After inheriting a UK program crippled by NCAA probation, Pitino went 14-14 in his first year. Over the next seven basketball seasons, he never again had a double-digit loss season.
As all those who grumped about "Ten-Loss Tubby" will recall, Smith had five years with double-digit defeats in his 10 seasons in the Kentucky coaching seat.
In his first nine years at Louisville, Pitino has already had five double-digit loss seasons of his own.
At UK, Pitino took his teams to six Elite Eights, three Final Fours and two national title games.
After winning the national championship in his first year at Kentucky in 1998, Smith saw his two best subsequent teams — 2003 and 2005 — see their seasons end one victory short of the Final Four.
At Louisville, Pitino built a Final Four squad in 2005 but his two best teams since — 2008 and 2009 — both lost in the regional finals.
Overall, Pitino won 81.4 percent of the games he coached at Kentucky. Smith won 76 percent of his games as UK head man. At Louisville, Pitino has been victorious 71.9 percent of the time.
In fairness, the Louisville program that Pitino inherited had gone 62-62 and had two losing years in the four seasons before Ricky P. arrived. The Cardinals have been better under Pitino than they were in the years immediately before he came.
Still, just as during Smith's final years in Lexington the UK program seemed to go flat, there are such signs around the U of L basketball operation.

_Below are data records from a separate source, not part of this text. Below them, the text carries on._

//! Lane Runner - A three-lane endless runner
//!
//! Core modules:
//! - `sim`: Deterministic simulation (streaming, player, collisions, game state)
//! - `camera`: View/projection math for the chase and first-person cameras
//! - `renderer`: Per-frame snapshot handed to the draw layer
//! - `best_score`: Persisted best coin count
//! - `tuning`: Data-driven game balance
//! - `game`: Frame driver tying clock, simulation and persistence together

pub mod best_score;
pub mod camera;
pub mod game;
pub mod renderer;
pub mod sim;
pub mod tuning;

pub use best_score::{BestScore, ScoreStore, StoreError};
pub use game::{Game, RunSummary};
pub use tuning::{Tuning, TuningError};

/// Game configuration constants
pub mod consts {
    /// Longest frame step the simulation will take (seconds)
    pub const MAX_FRAME_DT: f32 = 0.05;

    /// Track layout
    pub const LANE_COUNT: usize = 3;
    pub const LANE_WIDTH: f32 = 2.0;
    pub const TOTAL_WIDTH: f32 = LANE_WIDTH * LANE_COUNT as f32;
    pub const LANE_CENTER_X: [f32; LANE_COUNT] = [-LANE_WIDTH, 0.0, LANE_WIDTH];
    /// Gap kept between the player and either wall
    pub const WALL_MARGIN: f32 = 0.4;

    /// Player defaults
    pub const PLAYER_START_LANE: usize = 1;
    pub const PLAYER_START_Z: f32 = -1.0;
    pub const PLAYER_Y: f32 = 0.5;
    pub const PLAYER_RADIUS: f32 = 0.5;

    /// Coins
    pub const COIN_Y: f32 = 0.5;
    /// Pickup distance between player and coin centers
    pub const COIN_PICKUP_DISTANCE: f32 = 0.7;
    /// Spin rate of an uncollected coin (rad/s)
    pub const COIN_SPIN_SPEED: f32 = 3.0;

    /// Barrels
    pub const OBSTACLE_Y: f32 = 0.4;
    pub const OBSTACLE_RADIUS: f32 = 0.45;

    /// Bombs (static and falling share a body)
    pub const BOMB_Y: f32 = 0.35;
    pub const BOMB_RADIUS: f32 = 0.35;
}

/// Lane center x for a lane index (clamped to the outermost lanes)
#[inline]
pub fn lane_center_x(lane: usize) -> f32 {
    consts::LANE_CENTER_X[lane.min(consts::LANE_COUNT - 1)]
}

/// Furthest |x| the player's center may reach
#[inline]
pub fn wall_half_extent() -> f32 {
    consts::TOTAL_WIDTH / 2.0 - consts::WALL_MARGIN
}

/// Clamp an x coordinate so the player stays between the walls
#[inline]
pub fn clamp_to_walls(x: f32) -> f32 {
    let half = wall_half_extent();
    x.clamp(-half, half)
}

/// Format a duration in seconds as `MM:SS`
pub fn format_clock(secs: f32) -> String {
    let whole = secs.max(0.0) as u32;
    format!("{:02}:{:02}", whole / 60, whole % 60)
}

#[cfg(test)]
mod tests {
    use super::*;

    #[test]
    fn test_lane_centers_inside_walls() {
        for lane in 0..consts::LANE_COUNT {
            let x = lane_center_x(lane);
            assert_eq!(clamp_to_walls(x), x);
        }
        assert_eq!(lane_center_x(7), consts::LANE_WIDTH);
    }

    #[test]
    fn test_clamp_to_walls() {
        assert!((clamp_to_walls(10.0) - 2.6).abs() < 1e-6);
        assert!((clamp_to_walls(-10.0) + 2.6).abs() < 1e-6);
    }

    #[test]
    fn test_format_clock() {
        assert_eq!(format_clock(0.0), "00:00");
        assert_eq!(format_clock(61.9), "01:01");
        assert_eq!(format_clock(-3.0), "00:00");
    }
}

A season ago, Louisville went 20-13 and failed to win a post-season tournament game.
With the three leading scorers gone from that team and an unheralded recruiting class coming in, it's far from certain that 2010-11 is going to be better.
Pitino announced significant staff changes this week. To his credit, the Louisville coach recognized the need to go outside his "coaching family" and plucked an assistant (Tim Fuller) from the ranks of Nike's youth basketball operation.
The hope is that Fuller has the ties in recruiting circles to help Pitino consistently woo elite talent.
With the bitter loss of Marquis Teague to John Calipari still stinging, it will be fascinating to see if Pitino and Fuller can salvage the 2011 recruiting class into which the Louisville head coach has invested so much of his public relations capital.
Whether Pitino can reverse the sense of a creeping program stagnation — similar to that which undermined Tubby Smith in his latter days at Kentucky — may hang in the balance.